I now pronounce you Chuck and Larry CineCentre, Ster Kinekor

ADAM Sandler has made a career out of crass, broad-brush comedy in which he plays everyman characters. But he can’t help adding a shot of sweetness – at some point in most of his films, a beating heart is discernable under the stupidity.

In Chuck and Larry, the target is gayness. Sandler and Kevin James play two New York firemen. Brave and manly, they run into burning buildings together, rescuing trapped people.

Larry is a widower, raising his two kids alone, while Sandler’s Chuck is a rampant womaniser (a bit of a wishful fantasy by Sandler, who can be sweet, but a hot hunk?). When Larry realises that his pension is about to lapse because he has not changed his beneficiary to his children some years after his wife’s death, there is only one solution – get married. But Larry doesn’t know any women, and turns to his best friend.

He assures Chuck that registering a domestic partnership will not alter their lives, and that no one need know. But the validity of the arrangement is investigated, and they have to get married in Canada to prove they are for real.

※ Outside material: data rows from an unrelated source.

//! Integration tests for the `dirplug` CLI binary.
//!
//! Offline commands run as-is; server-facing commands run against a
//! wiremock server with credentials supplied through the environment.
#![allow(clippy::unwrap_used)]

use std::path::{Path, PathBuf};

use assert_cmd::cargo::cargo_bin_cmd;
use predicates::prelude::*;
use serde_json::{Value, json};
use wiremock::matchers::{method, path};
use wiremock::{Mock, MockServer, ResponseTemplate};

// ── Helpers ─────────────────────────────────────────────────────────

/// Build a [`Command`] for the `dirplug` binary with env isolation.
///
/// Clears all `DIRPLUG_*` env vars and points config directories at a
/// nonexistent path so tests never touch the user's real configuration.
fn dirplug_cmd() -> assert_cmd::Command {
    let mut cmd = cargo_bin_cmd!("dirplug");
    cmd.env("HOME", "/tmp/dirplug-cli-test-nonexistent")
        .env("XDG_CONFIG_HOME", "/tmp/dirplug-cli-test-nonexistent")
        .env("XDG_DATA_HOME", "/tmp/dirplug-cli-test-nonexistent")
        .env("NO_COLOR", "1")
        .env_remove("RUST_LOG")
        .env_remove("DIRPLUG_PROFILE")
        .env_remove("DIRPLUG_SERVER")
        .env_remove("DIRPLUG_USERNAME")
        .env_remove("DIRPLUG_PASSWORD")
        .env_remove("DIRPLUG_OUTPUT")
        .env_remove("DIRPLUG_INSECURE")
        .env_remove("DIRPLUG_TIMEOUT")
        .env_remove("DIRPLUG_STATE");
    cmd
}

/// A command aimed at `server`, with its own state file.
fn server_cmd(server: &MockServer, state: &Path) -> assert_cmd::Command {
    let mut cmd = dirplug_cmd();
    cmd.env("DIRPLUG_SERVER", server.uri())
        .env("DIRPLUG_USERNAME", "cn=Directory Manager")
        .env("DIRPLUG_PASSWORD", "password")
        .arg("--state")
        .arg(state)
        .write_stdin("");
    cmd
}

fn write_file(dir: &tempfile::TempDir, name: &str, contents: &str) -> PathBuf {
    let path = dir.path().join(name);
    std::fs::write(&path, contents).unwrap();
    path
}

fn combined_output(output: &std::process::Output) -> String {
    let stdout = String::from_utf8_lossy(&output.stdout);
    let stderr = String::from_utf8_lossy(&output.stderr);
    format!("{stdout}{stderr}")
}

fn seven_bit_clean(enabled: bool) -> Value {
    json!({
        "schemas": ["urn:pingidentity:schemas:configuration:2.0:plugin:seven-bit-clean"],
        "id": "7-Bit Clean",
        "enabled": enabled,
        "plugin-type": ["preoperationadd", "preoperationmodify"],
        "attribute-type": ["uid", "mail"]
    })
}

// ── Basic invocation ────────────────────────────────────────────────

#[test]
fn test_no_args_shows_help() {
    let output = dirplug_cmd().output().unwrap();
    assert_eq!(output.status.code(), Some(2), "Expected exit code 2");
    assert!(combined_output(&output).contains("Usage"));
}

#[test]
fn test_help_lists_commands() {
    dirplug_cmd().arg("--help").assert().success().stdout(
        predicate::str::contains("plan")
            .and(predicate::str::contains("apply"))
            .and(predicate::str::contains("variants")),
    );
}

#[test]
fn test_version_flag() {
    dirplug_cmd()
        .arg("--version")
        .assert()
        .success()
        .stdout(predicate::str::contains("dirplug"));
}

#[test]
fn test_completions_zsh() {
    dirplug_cmd()
        .args(["completions", "zsh"])
        .assert()
        .success()
        .stdout(predicate::str::contains("#compdef"));
}

// ── Offline commands ────────────────────────────────────────────────

#[test]
fn test_variants_lists_registry() {
    dirplug_cmd()
        .args(["variants", "-o", "plain"])
        .assert()
        .success()
        .stdout(
            predicate::str::contains("seven-bit-clean")
                .and(predicate::str::contains("ldap-result-code-tracker")),
        );
}

#[test]
fn test_variant_detail_as_json() {
    let output = dirplug_cmd()
        .args(["variants", "Delay", "-o", "json"])
        .output()
        .unwrap();
    assert!(output.status.success());
    let view: Value = serde_json::from_slice(&output.stdout).unwrap();
    assert_eq!(view["name"], "delay");
    assert_eq!(view["deletion"], "delete");
    let delay = view["attributes"]
        .as_array()
        .unwrap()
        .iter()
        .find(|a| a["name"] == "delay")
        .unwrap();
    assert_eq!(delay["definedness"], "required");
}

#[test]
fn test_unknown_variant_is_not_found() {
    let output = dirplug_cmd().args(["variants", "teleporter"]).output().unwrap();
    assert_eq!(output.status.code(), Some(4));
}

#[test]
fn test_plan_without_server_is_usage_error() {
    let dir = tempfile::tempdir().unwrap();
    let manifest = write_file(&dir, "m.toml", "plugins = []\n");
    let output = dirplug_cmd()
        .args(["plan", "-f"])
        .arg(&manifest)
        .output()
        .unwrap();
    assert_eq!(output.status.code(), Some(2));
    assert!(combined_output(&output).contains("No server configured"));
}

#[test]
fn test_forget_drops_tracking_only() {
    let dir = tempfile::tempdir().unwrap();
    let state = write_file(
        &dir,
        "state.json",
        r#"{"version":1,"plugins":[{"id":"slow-binds","kind":"delay","state":"managed",
            "observed":{},"last_applied":"2026-01-01T00:00:00Z"}]}"#,
    );

    dirplug_cmd()
        .arg("--state")
        .arg(&state)
        .args(["forget", "slow-binds"])
        .assert()
        .success()
        .stdout(predicate::str::contains("Forgot 'slow-binds'"));

    let saved: Value = serde_json::from_str(&std::fs::read_to_string(&state).unwrap()).unwrap();
    assert_eq!(saved["plugins"], json!([]));

    let output = dirplug_cmd()
        .arg("--state")
        .arg(&state)
        .args(["forget", "slow-binds"])
        .output()
        .unwrap();
    assert_eq!(output.status.code(), Some(4));
}

// ── Server-facing commands ──────────────────────────────────────────

#[tokio::test(flavor = "multi_thread")]
async fn test_invalid_manifest_exits_with_schema_code() {
    let server = MockServer::start().await;
    let dir = tempfile::tempdir().unwrap();
    let manifest = write_file(
        &dir,
        "m.yaml",
        "plugins:\n  - id: slow-binds\n    type: delay\n    enabled: true\n",
    );

    let output = server_cmd(&server, &dir.path().join("state.json"))
        .args(["plan", "-f"])
        .arg(&manifest)
        .output()
        .unwrap();
    assert_eq!(output.status.code(), Some(9));
    assert!(combined_output(&output).contains("slow-binds"));
    assert!(server.received_requests().await.unwrap().is_empty());
}

#[tokio::test(flavor = "multi_thread")]
async fn test_plan_reports_adoption_of_existing_plugin() {
    let server = MockServer::start().await;
    Mock::given(method("GET"))
        .and(path("/config/v1/plugins/7-Bit%20Clean"))
        .respond_with(ResponseTemplate::new(200).set_body_json(seven_bit_clean(true)))
        .mount(&server)
        .await;

    let dir = tempfile::tempdir().unwrap();
    let manifest = write_file(
        &dir,
        "m.toml",
        "[[plugins]]\nid = \"7-Bit Clean\"\ntype = \"seven-bit-clean\"\nenabled = false\n",
    );

    let output = server_cmd(&server, &dir.path().join("state.json"))
        .args(["plan", "-o", "json", "-f"])
        .arg(&manifest)
        .output()
        .unwrap();
    assert!(output.status.success(), "{}", combined_output(&output));

    let plan: Value = serde_json::from_slice(&output.stdout).unwrap();
    assert_eq!(
        plan,
        json!([{
            "id": "7-Bit Clean",
            "variant": "seven-bit-clean",
            "action": "adopt",
            "ops": [{ "kind": "replace", "attribute": "enabled", "values": ["false"] }]
        }])
    );
}

#[tokio::test(flavor = "multi_thread")]
async fn test_apply_creates_and_tracks_plugin() {
    let server = MockServer::start().await;
    Mock::given(method("GET"))
        .and(path("/config/v1/plugins/slow-binds"))
        .respond_with(ResponseTemplate::new(404))
        .mount(&server)
        .await;
    Mock::given(method("POST"))
        .and(path("/config/v1/plugins"))
        .respond_with(ResponseTemplate::new(201).set_body_json(json!({
            "schemas": ["urn:pingidentity:schemas:configuration:2.0:plugin:delay"],
            "id": "slow-binds",
            "enabled": true,
            "delay": "250 ms"
        })))
        .expect(1)
        .mount(&server)
        .await;

    let dir = tempfile::tempdir().unwrap();
    let state = dir.path().join("state.json");
    let manifest = write_file(
        &dir,
        "m.json",
        r#"{"plugins":[{"id":"slow-binds","type":"delay","enabled":true,"delay":"250 ms"}]}"#,
    );

    server_cmd(&server, &state)
        .args(["apply", "-o", "plain", "-f"])
        .arg(&manifest)
        .assert()
        .success()
        .stdout(predicate::str::contains("created\tslow-binds"));

    let saved: Value = serde_json::from_str(&std::fs::read_to_string(&state).unwrap()).unwrap();
    assert_eq!(saved["plugins"][0]["id"], "slow-binds");
    assert_eq!(saved["plugins"][0]["state"], "managed");
    assert_eq!(saved["plugins"][0]["observed"]["delay"], "250 ms");
}

#[tokio::test(flavor = "multi_thread")]
async fn test_apply_refuses_unconfirmed_delete() {
    let server = MockServer::start().await;
    Mock::given(method("DELETE"))
        .respond_with(ResponseTemplate::new(204))
        .expect(0)
        .mount(&server)
        .await;

    let dir = tempfile::tempdir().unwrap();
    let state = write_file(
        &dir,
        "state.json",
        r#"{"version":1,"plugins":[{"id":"old-delay","kind":"delay","state":"managed",
            "observed":{},"last_applied":"2026-01-01T00:00:00Z"}]}"#,
    );
    let manifest = write_file(&dir, "m.toml", "plugins = []\n");

    let output = server_cmd(&server, &state)
        .args(["apply", "-f"])
        .arg(&manifest)
        .output()
        .unwrap();
    assert_eq!(output.status.code(), Some(2));
    assert!(combined_output(&output).contains("--yes"));
}

#[tokio::test(flavor = "multi_thread")]
async fn test_apply_forgets_edit_only_plugin_without_server_call() {
    let server = MockServer::start().await;
    Mock::given(method("DELETE"))
        .respond_with(ResponseTemplate::new(204))
        .expect(0)
        .mount(&server)
        .await;

    let dir = tempfile::tempdir().unwrap();
    let state = write_file(
        &dir,
        "state.json",
        r#"{"version":1,"plugins":[{"id":"LDAP Result Code Tracker",
            "kind":"ldap-result-code-tracker","state":"adopted",
            "observed":{},"last_applied":"2026-01-01T00:00:00Z"}]}"#,
    );
    let manifest = write_file(&dir, "m.toml", "plugins = []\n");

    server_cmd(&server, &state)
        .args(["apply", "-o", "plain", "-f"])
        .arg(&manifest)
        .assert()
        .success()
        .stdout(predicate::str::contains("forgotten\tLDAP Result Code Tracker"));
}

#[tokio::test(flavor = "multi_thread")]
async fn test_show_masks_sensitive_values() {
    let server = MockServer::start().await;
    Mock::given(method("GET"))
        .and(path("/config/v1/plugins/Changelog%20Password%20Encryption"))
        .respond_with(ResponseTemplate::new(200).set_body_json(json!({
            "schemas": [
                "urn:pingidentity:schemas:configuration:2.0:plugin:changelog-password-encryption"
            ],
            "id": "Changelog Password Encryption",
            "enabled": true,
            "changelog-password-encryption-key": "s3cr3t"
        })))
        .mount(&server)
        .await;

    let dir = tempfile::tempdir().unwrap();
    let output = server_cmd(&server, &dir.path().join("state.json"))
        .args(["show", "Changelog Password Encryption"])
        .output()
        .unwrap();
    assert!(output.status.success(), "{}", combined_output(&output));
    let text = combined_output(&output);
    assert!(!text.contains("s3cr3t"), "{text}");
    assert!(text.contains("********"));
}

#[tokio::test(flavor = "multi_thread")]
async fn test_rejected_credentials_exit_with_auth_code() {
    let server = MockServer::start().await;
    Mock::given(method("GET"))
        .respond_with(ResponseTemplate::new(401))
        .mount(&server)
        .await;

    let dir = tempfile::tempdir().unwrap();
    let output = server_cmd(&server, &dir.path().join("state.json"))
        .arg("list")
        .output()
        .unwrap();
    assert_eq!(output.status.code(), Some(3));
}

The charade gets ever more complicated when Chuck falls for their very hot lawyer (Jessica Biel) and they get drawn into the gay community.

Everyone learns lessons and it turns out several unsuspected people have secrets of their own.

Sandler approaches his audience at the point where they supposedly are – no faggots here please! – and subverts that. As they see the all-man Chuck come to realise that his previously prejudiced attitudes are wrong, they will question their own beliefs and see that we are all the same. It was hard to gauge, watching the film on Saturday, whether this works. Many in the audience were about 12, and I hope many of the jokes went right over their heads, and the man next to me fell so deeply asleep he was snoring.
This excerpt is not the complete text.